А у меня больше не осталось цензурных слов.
Желание гулять пропало окончательно, но Нурий потащился обедать в один из местных ресторанчиков. За время, пока мы туда шли и ели, я получила ещё четыре предложения познакомиться поближе, и с каждым блондин всё больше хмурился — кажется, досадовал на себя, что сам такой камушек до сих пор не притащил.
Общественная часть человейника на поверку оказалась совсем небольшой и достаточно безлюдной, к праздношатанию аборигены явно были не склонны. Все куда-то деловито спешили, многие — на арениях по потоку. И развлечений я, кстати, опять никаких не заметила.
Но поспешные выводы делать не стала: не факт, что такое общественное место во всём городе одно, и не факт, что нет чего-то более интересного. Нурий, правда, заверял, что это не так, но особого доверия его слова не внушали.
Мы уже поднялись из-за столика — в этом «кафе» их был десяток одинаковых, обслуживал очередной арений, а как егерь заказывал еду, я так и не поняла, — и вышли в общий тоннель, когда размеренное течение местной жизни оказалось нарушено.
Где-то совсем рядом громыхнул взрыв.
Гаранин отреагировал мгновенно и однозначно. Я даже вякнуть не успела, как оказалась у стены за его спиной, а у полковника в руках возникло оружие.

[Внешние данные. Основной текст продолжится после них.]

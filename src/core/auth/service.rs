//! Authentication service
//!
//! Ties the credential verifier, token issuer, JWT codec and refresh engine
//! together. Handlers and middleware only talk to [`AuthService`].

use std::sync::Arc;
use std::time::Duration;

use crate::core::db::{UserStore, UserStoreError};

use super::jwt::{JwtError, JwtService};
use super::password::PasswordVerifier;
use super::principal::Principal;
use super::refresh::{RefreshEngine, RefreshOutcome};
use super::session::Session;
use super::token::{SessionToken, TokenError};
use super::verifier::CredentialVerifier;

/// Authentication error types
#[derive(Debug, thiserror::Error)]
pub enum AuthError {
    #[error("Invalid email or password")]
    InvalidCredentials,

    /// Same message as [`AuthError::InvalidCredentials`] so the login
    /// response never reveals which accounts are admins
    #[error("Invalid email or password")]
    NotAuthorized,

    #[error("Your session has ended. Please sign in again.")]
    RefreshAccessTokenError,

    #[error("Your session has expired. Please sign in again.")]
    RefreshTokenExpired,

    #[error("Not signed in")]
    Unauthenticated,

    #[error("Internal error: {0}")]
    InternalError(String),
}

impl From<UserStoreError> for AuthError {
    fn from(err: UserStoreError) -> Self {
        AuthError::InternalError(err.to_string())
    }
}

impl From<JwtError> for AuthError {
    fn from(err: JwtError) -> Self {
        match err {
            JwtError::InvalidToken | JwtError::DecodingError(_) => AuthError::Unauthenticated,
            _ => AuthError::InternalError(err.to_string()),
        }
    }
}

impl From<TokenError> for AuthError {
    fn from(err: TokenError) -> Self {
        match err {
            TokenError::RefreshTokenExpired => AuthError::RefreshTokenExpired,
            TokenError::RefreshAccessTokenError => AuthError::RefreshAccessTokenError,
        }
    }
}

/// Login request data
#[derive(Debug, Clone, serde::Deserialize)]
pub struct LoginRequest {
    pub email: String,
    pub password: String,
}

/// Successful login
#[derive(Debug, Clone)]
pub struct LoginResult {
    pub principal: Principal,
    pub token: SessionToken,
    /// Signed form for the session cookie
    pub encoded: String,
}

/// A presented token after the refresh engine has run
#[derive(Debug, Clone)]
pub struct ResolvedSession {
    pub outcome: RefreshOutcome,
    pub session: Session,
    /// Newly signed token to hand back to the client, when it changed
    pub reissued: Option<String>,
}

/// Authentication service
#[derive(Clone)]
pub struct AuthService {
    verifier: CredentialVerifier,
    jwt: JwtService,
    engine: RefreshEngine,
}

impl AuthService {
    /// Create a new authentication service
    pub fn new(
        users: Arc<dyn UserStore>,
        passwords: Arc<dyn PasswordVerifier>,
        jwt: JwtService,
    ) -> Self {
        let engine = RefreshEngine::new(users.clone(), jwt.config().access_ttl_secs);
        Self {
            verifier: CredentialVerifier::new(users, passwords),
            jwt,
            engine,
        }
    }

    /// Set the bound on the principal re-fetch during renewal
    pub fn lookup_timeout(mut self, timeout: Duration) -> Self {
        self.engine = self.engine.lookup_timeout(timeout);
        self
    }

    pub fn jwt(&self) -> &JwtService {
        &self.jwt
    }

    /// Verify credentials and mint a session token
    pub async fn login(&self, request: &LoginRequest, now: i64) -> Result<LoginResult, AuthError> {
        let principal = self.verifier.verify(&request.email, &request.password).await?;

        let config = self.jwt.config();
        let token = SessionToken::issue(&principal, now, config.ttl(), &config.issuer);
        let encoded = self.jwt.encode(&token)?;

        Ok(LoginResult {
            principal,
            token,
            encoded,
        })
    }

    /// Decode a presented token, run it through the refresh engine and
    /// project the result.
    ///
    /// Fails only when the token cannot be decoded; every lifecycle outcome
    /// is reported through the returned session.
    pub async fn resolve(&self, raw: &str, now: i64) -> Result<ResolvedSession, JwtError> {
        let token = self.jwt.decode(raw)?;
        let outcome = self.engine.refresh(&token, now).await;
        let session = Session::materialize(outcome.token(), now);

        let reissued = if outcome.should_persist() {
            match self.jwt.encode(outcome.token()) {
                Ok(encoded) => Some(encoded),
                Err(e) => {
                    tracing::error!("Failed to re-sign session token: {}", e);
                    None
                }
            }
        } else {
            None
        };

        Ok(ResolvedSession {
            outcome,
            session,
            reissued,
        })
    }
}

#[cfg(test)]
mod tests {
    use super::*;
    use crate::core::auth::jwt::JwtConfig;
    use crate::core::auth::password::BcryptVerifier;
    use crate::core::auth::principal::{Role, UserRecord};
    use crate::core::db::InMemoryUserStore;
    use uuid::Uuid;

    const T0: i64 = 1_750_000_000;
    const HOUR: i64 = 3600;

    fn setup() -> (AuthService, Arc<InMemoryUserStore>, Principal) {
        let passwords = Arc::new(BcryptVerifier::with_cost(4));
        let store = Arc::new(InMemoryUserStore::new());
        let admin = store
            .insert(
                "owner@example.com",
                "Owner",
                Role::Admin,
                passwords.hash("Bouquet2025!").unwrap(),
            )
            .unwrap();
        let jwt = JwtService::new(JwtConfig::new("service-test-secret"));

        (AuthService::new(store.clone(), passwords, jwt), store, admin)
    }

    fn login_request(email: &str, password: &str) -> LoginRequest {
        LoginRequest {
            email: email.to_string(),
            password: password.to_string(),
        }
    }

    // ========================================================================
    // Login Tests
    // ========================================================================

    #[tokio::test]
    async fn test_login_issues_token() {
        let (service, _, admin) = setup();

        let result = service
            .login(&login_request("owner@example.com", "Bouquet2025!"), T0)
            .await
            .unwrap();

        assert_eq!(result.principal, admin);
        assert_eq!(result.token.sub, admin.id);
        assert_eq!(result.token.access_exp, T0 + 24 * HOUR);
        assert_eq!(result.token.refresh_exp, T0 + 7 * 24 * HOUR);
        assert_eq!(service.jwt().decode(&result.encoded).unwrap(), result.token);
    }

    #[tokio::test]
    async fn test_login_failures_share_message() {
        let (service, store, _) = setup();
        store
            .insert(
                "assistant@example.com",
                "Assistant",
                Role::User,
                BcryptVerifier::with_cost(4).hash("Garland2025!").unwrap(),
            )
            .unwrap();

        let unknown = service
            .login(&login_request("ghost@example.com", "Bouquet2025!"), T0)
            .await
            .unwrap_err();
        let wrong = service
            .login(&login_request("owner@example.com", "nope"), T0)
            .await
            .unwrap_err();
        let not_admin = service
            .login(&login_request("assistant@example.com", "Garland2025!"), T0)
            .await
            .unwrap_err();

        assert_eq!(unknown.to_string(), wrong.to_string());
        assert_eq!(wrong.to_string(), not_admin.to_string());
        assert!(matches!(not_admin, AuthError::NotAuthorized));
    }

    // ========================================================================
    // Resolve Tests
    // ========================================================================

    #[tokio::test]
    async fn test_resolve_valid_token_is_not_reissued() {
        let (service, _, _) = setup();
        let login = service
            .login(&login_request("owner@example.com", "Bouquet2025!"), T0)
            .await
            .unwrap();

        let resolved = service.resolve(&login.encoded, T0 + HOUR).await.unwrap();

        assert!(resolved.session.is_valid());
        assert!(resolved.reissued.is_none());
        assert!(matches!(resolved.outcome, RefreshOutcome::Unchanged(_)));
    }

    #[tokio::test]
    async fn test_resolve_renews_and_reissues() {
        let (service, _, _) = setup();
        let login = service
            .login(&login_request("owner@example.com", "Bouquet2025!"), T0)
            .await
            .unwrap();
        let now = T0 + 25 * HOUR;

        let resolved = service.resolve(&login.encoded, now).await.unwrap();

        let reissued = resolved.reissued.expect("renewed token should be re-signed");
        let token = service.jwt().decode(&reissued).unwrap();
        assert_eq!(token.access_exp, now + 24 * HOUR);
        assert_eq!(token.refresh_exp, login.token.refresh_exp);
        assert_eq!(resolved.session.expires_at, token.access_exp);
    }

    #[tokio::test]
    async fn test_resolve_demoted_user_marks_terminal() {
        let (service, store, admin) = setup();
        let login = service
            .login(&login_request("owner@example.com", "Bouquet2025!"), T0)
            .await
            .unwrap();
        store.set_role(admin.id, Role::User);

        let resolved = service.resolve(&login.encoded, T0 + 25 * HOUR).await.unwrap();

        assert_eq!(
            resolved.session.error,
            Some(TokenError::RefreshAccessTokenError)
        );
        let reissued = service.jwt().decode(&resolved.reissued.unwrap()).unwrap();
        assert!(reissued.is_terminal());
    }

    struct UnreachableStore;

    #[async_trait::async_trait]
    impl UserStore for UnreachableStore {
        async fn find_by_email(&self, _: &str) -> Result<Option<UserRecord>, UserStoreError> {
            Err(UserStoreError::Unavailable("connection refused".to_string()))
        }

        async fn find_by_id(&self, _: Uuid) -> Result<Option<Principal>, UserStoreError> {
            Err(UserStoreError::Unavailable("connection refused".to_string()))
        }
    }

    #[tokio::test]
    async fn test_resolve_store_outage_is_not_reissued() {
        let (healthy, _, _) = setup();
        let login = healthy
            .login(&login_request("owner@example.com", "Bouquet2025!"), T0)
            .await
            .unwrap();
        let service = AuthService::new(
            Arc::new(UnreachableStore),
            Arc::new(BcryptVerifier::with_cost(4)),
            healthy.jwt().clone(),
        );

        let resolved = service.resolve(&login.encoded, T0 + 25 * HOUR).await.unwrap();

        assert!(matches!(resolved.outcome, RefreshOutcome::Unavailable(_)));
        assert_eq!(
            resolved.session.error,
            Some(TokenError::RefreshAccessTokenError)
        );
        assert!(resolved.reissued.is_none());
    }

    #[tokio::test]
    async fn test_resolve_rejects_tampered_token() {
        let (service, _, _) = setup();
        let login = service
            .login(&login_request("owner@example.com", "Bouquet2025!"), T0)
            .await
            .unwrap();
        let tampered = format!("{}x", login.encoded);

        assert!(service.resolve(&tampered, T0).await.is_err());
    }

    // ========================================================================
    // Error Conversion Tests
    // ========================================================================

    #[test]
    fn test_auth_error_from_token_error() {
        assert!(matches!(
            AuthError::from(TokenError::RefreshTokenExpired),
            AuthError::RefreshTokenExpired
        ));
        assert!(matches!(
            AuthError::from(TokenError::RefreshAccessTokenError),
            AuthError::RefreshAccessTokenError
        ));
    }

    #[test]
    fn test_auth_error_from_jwt_error() {
        assert!(matches!(
            AuthError::from(JwtError::InvalidToken),
            AuthError::Unauthenticated
        ));
        assert!(matches!(
            AuthError::from(JwtError::EncodingError("boom".into())),
            AuthError::InternalError(_)
        ));
    }

    #[test]
    fn test_login_request_deserialization() {
        let json = r#"{"email": "owner@example.com", "password": "Bouquet2025!"}"#;
        let request: LoginRequest = serde_json::from_str(json).unwrap();

        assert_eq!(request.email, "owner@example.com");
        assert_eq!(request.password, "Bouquet2025!");
    }
}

А Нурий просто растерянно замер на месте, неподвижно, словно окаменел. Точно так же поступили и остальные аборигены — застыли на своих местах, кто-то в неловких позах с поднятыми руками и даже ногами, словно в поставленном на паузу кино. Откуда-то слева в повисшей тишине прикатился клуб пыли и дыма.

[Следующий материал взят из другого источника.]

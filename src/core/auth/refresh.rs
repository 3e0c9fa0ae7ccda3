//! Token refresh engine
//!
//! Runs once per request that presents a token and decides whether the
//! token is still good, can be silently renewed, or is finished. The only
//! I/O is the principal re-fetch on the renewal branch, bounded by a
//! timeout. Any failure there fails closed.

use std::sync::Arc;
use std::time::Duration;

use crate::core::db::UserStore;

use super::token::{SessionToken, TokenError, TokenState};

/// Default bound on the principal re-fetch
pub const DEFAULT_LOOKUP_TIMEOUT: Duration = Duration::from_secs(2);

/// Result of running a token through the engine
#[derive(Debug, Clone, PartialEq, Eq)]
pub enum RefreshOutcome {
    /// Still inside the access window, or already terminal. Nothing to write.
    Unchanged(SessionToken),
    /// Access window restarted
    Renewed(SessionToken),
    /// Became terminal during this call
    Rejected(SessionToken),
    /// The store could not be reached in time. The token is terminal for
    /// this request only and must not be written back, so the next request
    /// retries the renewal.
    Unavailable(SessionToken),
}

impl RefreshOutcome {
    pub fn token(&self) -> &SessionToken {
        match self {
            RefreshOutcome::Unchanged(t)
            | RefreshOutcome::Renewed(t)
            | RefreshOutcome::Rejected(t)
            | RefreshOutcome::Unavailable(t) => t,
        }
    }

    pub fn into_token(self) -> SessionToken {
        match self {
            RefreshOutcome::Unchanged(t)
            | RefreshOutcome::Renewed(t)
            | RefreshOutcome::Rejected(t)
            | RefreshOutcome::Unavailable(t) => t,
        }
    }

    /// Whether the caller should send the token back to the client
    pub fn should_persist(&self) -> bool {
        matches!(self, RefreshOutcome::Renewed(_) | RefreshOutcome::Rejected(_))
    }
}

/// Decides and performs silent renewal
#[derive(Clone)]
pub struct RefreshEngine {
    users: Arc<dyn UserStore>,
    access_ttl_secs: i64,
    lookup_timeout: Duration,
}

impl RefreshEngine {
    pub fn new(users: Arc<dyn UserStore>, access_ttl_secs: i64) -> Self {
        Self {
            users,
            access_ttl_secs,
            lookup_timeout: DEFAULT_LOOKUP_TIMEOUT,
        }
    }

    /// Set the bound on the principal re-fetch
    pub fn lookup_timeout(mut self, timeout: Duration) -> Self {
        self.lookup_timeout = timeout;
        self
    }

    pub async fn refresh(&self, token: &SessionToken, now: i64) -> RefreshOutcome {
        match token.state_at(now) {
            TokenState::Terminal(_) | TokenState::Valid => RefreshOutcome::Unchanged(token.clone()),
            TokenState::NeedsRefresh => self.renew(token, now).await,
            TokenState::Expired => {
                tracing::info!("Session {} reached the end of its refresh window", token.jti);
                RefreshOutcome::Rejected(token.with_error(TokenError::RefreshTokenExpired))
            }
        }
    }

    async fn renew(&self, token: &SessionToken, now: i64) -> RefreshOutcome {
        let lookup = tokio::time::timeout(self.lookup_timeout, self.users.find_by_id(token.sub));
        let rejected = token.with_error(TokenError::RefreshAccessTokenError);

        match lookup.await {
            Ok(Ok(Some(principal))) if principal.role.is_admin() && principal.role == token.role => {
                tracing::debug!("Renewed access window for user {}", token.sub);
                RefreshOutcome::Renewed(token.renewed(now, self.access_ttl_secs))
            }
            Ok(Ok(Some(principal))) => {
                tracing::warn!(
                    "User {} no longer holds the admin role (now {}); ending session",
                    token.sub,
                    principal.role
                );
                RefreshOutcome::Rejected(rejected)
            }
            Ok(Ok(None)) => {
                tracing::warn!("User {} no longer exists; ending session", token.sub);
                RefreshOutcome::Rejected(rejected)
            }
            Ok(Err(e)) => {
                tracing::error!("User lookup failed during renewal for {}: {}", token.sub, e);
                RefreshOutcome::Unavailable(rejected)
            }
            Err(_) => {
                tracing::error!(
                    "User lookup timed out after {:?} during renewal for {}",
                    self.lookup_timeout,
                    token.sub
                );
                RefreshOutcome::Unavailable(rejected)
            }
        }
    }
}

#[cfg(test)]
mod tests {
    use super::*;
    use crate::core::auth::principal::{Principal, Role, UserRecord};
    use crate::core::auth::token::{DEFAULT_ACCESS_TTL_SECS, TokenTtl};
    use crate::core::db::UserStoreError;
    use async_trait::async_trait;
    use std::sync::Mutex;
    use std::sync::atomic::{AtomicUsize, Ordering};
    use uuid::Uuid;

    const T0: i64 = 1_750_000_000;
    const HOUR: i64 = 60 * 60;
    const DAY: i64 = 24 * HOUR;

    #[derive(Clone, Copy)]
    enum Mode {
        Normal,
        Failing,
        Hanging,
    }

    /// Store holding at most one principal that counts id lookups
    struct CountingStore {
        principal: Mutex<Option<Principal>>,
        lookups: AtomicUsize,
        mode: Mode,
    }

    impl CountingStore {
        fn new(principal: Principal, mode: Mode) -> Arc<Self> {
            Arc::new(Self {
                principal: Mutex::new(Some(principal)),
                lookups: AtomicUsize::new(0),
                mode,
            })
        }

        fn lookups(&self) -> usize {
            self.lookups.load(Ordering::SeqCst)
        }

        fn set_role(&self, role: Role) {
            if let Some(p) = self.principal.lock().unwrap().as_mut() {
                p.role = role;
            }
        }

        fn delete(&self) {
            self.principal.lock().unwrap().take();
        }
    }

    #[async_trait]
    impl UserStore for CountingStore {
        async fn find_by_email(&self, _email: &str) -> Result<Option<UserRecord>, UserStoreError> {
            Ok(None)
        }

        async fn find_by_id(&self, id: Uuid) -> Result<Option<Principal>, UserStoreError> {
            self.lookups.fetch_add(1, Ordering::SeqCst);
            match self.mode {
                Mode::Normal => Ok(self
                    .principal
                    .lock()
                    .unwrap()
                    .clone()
                    .filter(|p| p.id == id)),
                Mode::Failing => Err(UserStoreError::Unavailable("connection refused".into())),
                Mode::Hanging => {
                    tokio::time::sleep(Duration::from_secs(60)).await;
                    Ok(None)
                }
            }
        }
    }

    fn admin() -> Principal {
        Principal {
            id: Uuid::new_v4(),
            email: "owner@example.com".to_string(),
            display_name: "Owner".to_string(),
            role: Role::Admin,
        }
    }

    fn setup(mode: Mode) -> (Arc<CountingStore>, RefreshEngine, SessionToken) {
        let principal = admin();
        let token = SessionToken::issue(&principal, T0, TokenTtl::default(), "wedding-admin");
        let store = CountingStore::new(principal, mode);
        let engine = RefreshEngine::new(store.clone(), DEFAULT_ACCESS_TTL_SECS);
        (store, engine, token)
    }

    // ========================================================================
    // Scenario Tests
    // ========================================================================

    #[tokio::test]
    async fn test_valid_token_is_unchanged_without_io() {
        let (store, engine, token) = setup(Mode::Normal);

        let outcome = engine.refresh(&token, T0 + HOUR).await;

        assert_eq!(outcome, RefreshOutcome::Unchanged(token));
        assert!(!outcome.should_persist());
        assert_eq!(store.lookups(), 0);
    }

    #[tokio::test]
    async fn test_silent_renewal() {
        let (store, engine, token) = setup(Mode::Normal);
        let now = T0 + 25 * HOUR;

        let outcome = engine.refresh(&token, now).await;

        let RefreshOutcome::Renewed(renewed) = &outcome else {
            panic!("expected renewal, got {:?}", outcome);
        };
        assert_eq!(renewed.access_exp, now + DAY);
        assert_eq!(renewed.refresh_exp, token.refresh_exp);
        assert!(renewed.error.is_none());
        assert!(outcome.should_persist());
        assert_eq!(store.lookups(), 1);
    }

    #[tokio::test]
    async fn test_demoted_principal_is_rejected() {
        let (store, engine, token) = setup(Mode::Normal);
        store.set_role(Role::User);

        let outcome = engine.refresh(&token, T0 + 25 * HOUR).await;

        let RefreshOutcome::Rejected(rejected) = &outcome else {
            panic!("expected rejection, got {:?}", outcome);
        };
        assert_eq!(rejected.error, Some(TokenError::RefreshAccessTokenError));
        assert_eq!(rejected.access_exp, token.access_exp);
        assert_eq!(rejected.refresh_exp, token.refresh_exp);
    }

    #[tokio::test]
    async fn test_deleted_principal_is_rejected() {
        let (store, engine, token) = setup(Mode::Normal);
        store.delete();

        let outcome = engine.refresh(&token, T0 + 25 * HOUR).await;

        assert!(matches!(outcome, RefreshOutcome::Rejected(_)));
        assert_eq!(
            outcome.token().error,
            Some(TokenError::RefreshAccessTokenError)
        );
    }

    #[tokio::test]
    async fn test_hard_expiry_without_io() {
        let (store, engine, token) = setup(Mode::Normal);

        let outcome = engine.refresh(&token, T0 + 8 * DAY).await;

        assert!(matches!(outcome, RefreshOutcome::Rejected(_)));
        assert_eq!(outcome.token().error, Some(TokenError::RefreshTokenExpired));
        assert_eq!(outcome.token().access_exp, token.access_exp);
        assert_eq!(store.lookups(), 0);
    }

    // ========================================================================
    // Property Tests
    // ========================================================================

    #[tokio::test]
    async fn test_idempotent_within_access_window() {
        let (store, engine, token) = setup(Mode::Normal);
        let now = T0 + 2 * HOUR;

        let first = engine.refresh(&token, now).await.into_token();
        let second = engine.refresh(&first, now).await.into_token();

        assert_eq!(first, second);
        assert_eq!(store.lookups(), 0);
    }

    #[tokio::test]
    async fn test_second_call_after_renewal_does_no_io() {
        let (store, engine, token) = setup(Mode::Normal);
        let now = T0 + 30 * HOUR;

        let renewed = engine.refresh(&token, now).await.into_token();
        let again = engine.refresh(&renewed, now).await;

        assert_eq!(again, RefreshOutcome::Unchanged(renewed));
        assert_eq!(store.lookups(), 1);
    }

    #[tokio::test]
    async fn test_boundary_is_inclusive_on_expiry_side() {
        let (store, engine, token) = setup(Mode::Normal);

        let before = engine.refresh(&token, token.access_exp - 1).await;
        assert!(matches!(before, RefreshOutcome::Unchanged(_)));
        assert_eq!(store.lookups(), 0);

        let at = engine.refresh(&token, token.access_exp).await;
        assert!(matches!(at, RefreshOutcome::Renewed(_)));
        assert_eq!(store.lookups(), 1);
    }

    #[tokio::test]
    async fn test_refresh_expiry_never_moves_and_windows_stay_ordered() {
        let (_store, engine, token) = setup(Mode::Normal);
        let mut current = token.clone();

        for day in 1..=9 {
            let now = T0 + day * DAY + HOUR;
            current = engine.refresh(&current, now).await.into_token();

            assert_eq!(current.refresh_exp, token.refresh_exp);
            assert!(current.access_exp <= current.refresh_exp);
        }

        assert_eq!(current.error, Some(TokenError::RefreshTokenExpired));
    }

    #[tokio::test]
    async fn test_terminal_token_is_stable() {
        let (store, engine, token) = setup(Mode::Normal);
        let terminal = token.with_error(TokenError::RefreshAccessTokenError);

        for now in [T0, T0 + 25 * HOUR, T0 + 8 * DAY] {
            let outcome = engine.refresh(&terminal, now).await;
            assert_eq!(outcome, RefreshOutcome::Unchanged(terminal.clone()));
        }
        assert_eq!(store.lookups(), 0);
    }

    // ========================================================================
    // Failure Mode Tests
    // ========================================================================

    #[tokio::test]
    async fn test_store_error_fails_closed_without_persisting() {
        let (store, engine, token) = setup(Mode::Failing);

        let outcome = engine.refresh(&token, T0 + 25 * HOUR).await;

        assert!(matches!(outcome, RefreshOutcome::Unavailable(_)));
        assert!(!outcome.should_persist());
        assert_eq!(
            outcome.token().error,
            Some(TokenError::RefreshAccessTokenError)
        );
        assert_eq!(store.lookups(), 1);
    }

    #[tokio::test(start_paused = true)]
    async fn test_lookup_timeout_fails_closed() {
        let (_store, engine, token) = setup(Mode::Hanging);
        let engine = engine.lookup_timeout(Duration::from_millis(500));

        let outcome = engine.refresh(&token, T0 + 25 * HOUR).await;

        assert!(matches!(outcome, RefreshOutcome::Unavailable(_)));
        assert_eq!(
            outcome.token().error,
            Some(TokenError::RefreshAccessTokenError)
        );
    }
}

— Что за?.. — ругнулся себе под нос Гаранин.
Немая сцена длилась несколько секунд, в течение которых я успела вцепиться в подол полковничьей рубашки и титаническим волевым усилием не дала себе вцепиться в самого полковника. Реакция местных напугала меня гораздо больше, чем взрыв.
Что там начбез про роботов говорил?!
А потом мир двинулся дальше — кто-то невидимый скомандовал «пуск».
— Пойдёмте, вы же хотели вернуться, — обратился к нам Нурий.
— Я хочу пройти туда, — кивнул Гаранин в сторону по коридору, где бабахнуло.
— Зачем? — не понял блондин.
— Надо узнать, что случилось. Тебе не интересно? — Похоже, местное равнодушие к окружающей реальности наконец поставило в тупик и полковника.
— Никто не пострадал, разрушения минимальны, всё в порядке. — Нурий был сама невозмутимость. Потом, видя серьёзное лицо начбеза, с лёгкой растерянностью уточнил у меня: — Ты правда хочешь сходить туда?
— Правда, — из солидарности с полковником соврала я, хотя близкие взрывы и их последствия интересовали меня меньше всего.
Взорвалось что-то внутри одного из кафе, у дальней стенки. Пока мы подошли, у места разрушения уже поднялась деловитая суета. Небольшие грузовые арении оттаскивали обломки, чем руководила пара аборигенов. За проломом виднелось что-то вроде склада, а в полу зияла большая дыра. В которую, похоже, частью обрушились полки.
Гаранину, который вознамерился подойти поближе и сунуть туда нос, никто не препятствовал, только невозмутимо его обходили.
Осмотр много времени не занял, и после полковник сообщил дожидавшемуся нас Нурию, что можно возвращаться. Вопросов блондин не задавал, а от меня Гаранин отмахнулся неопределённым «потом».
Которое наступило только «дома», когда абориген сослался на неотложные дела и оставил нас вдвоём.
— Ну?! — насела я на начбеза.
— Лаз, похожий на подкоп, и взрывчатка. Примитивная, похоже, что-то на основе нитроглицерина, — коротко ответил он.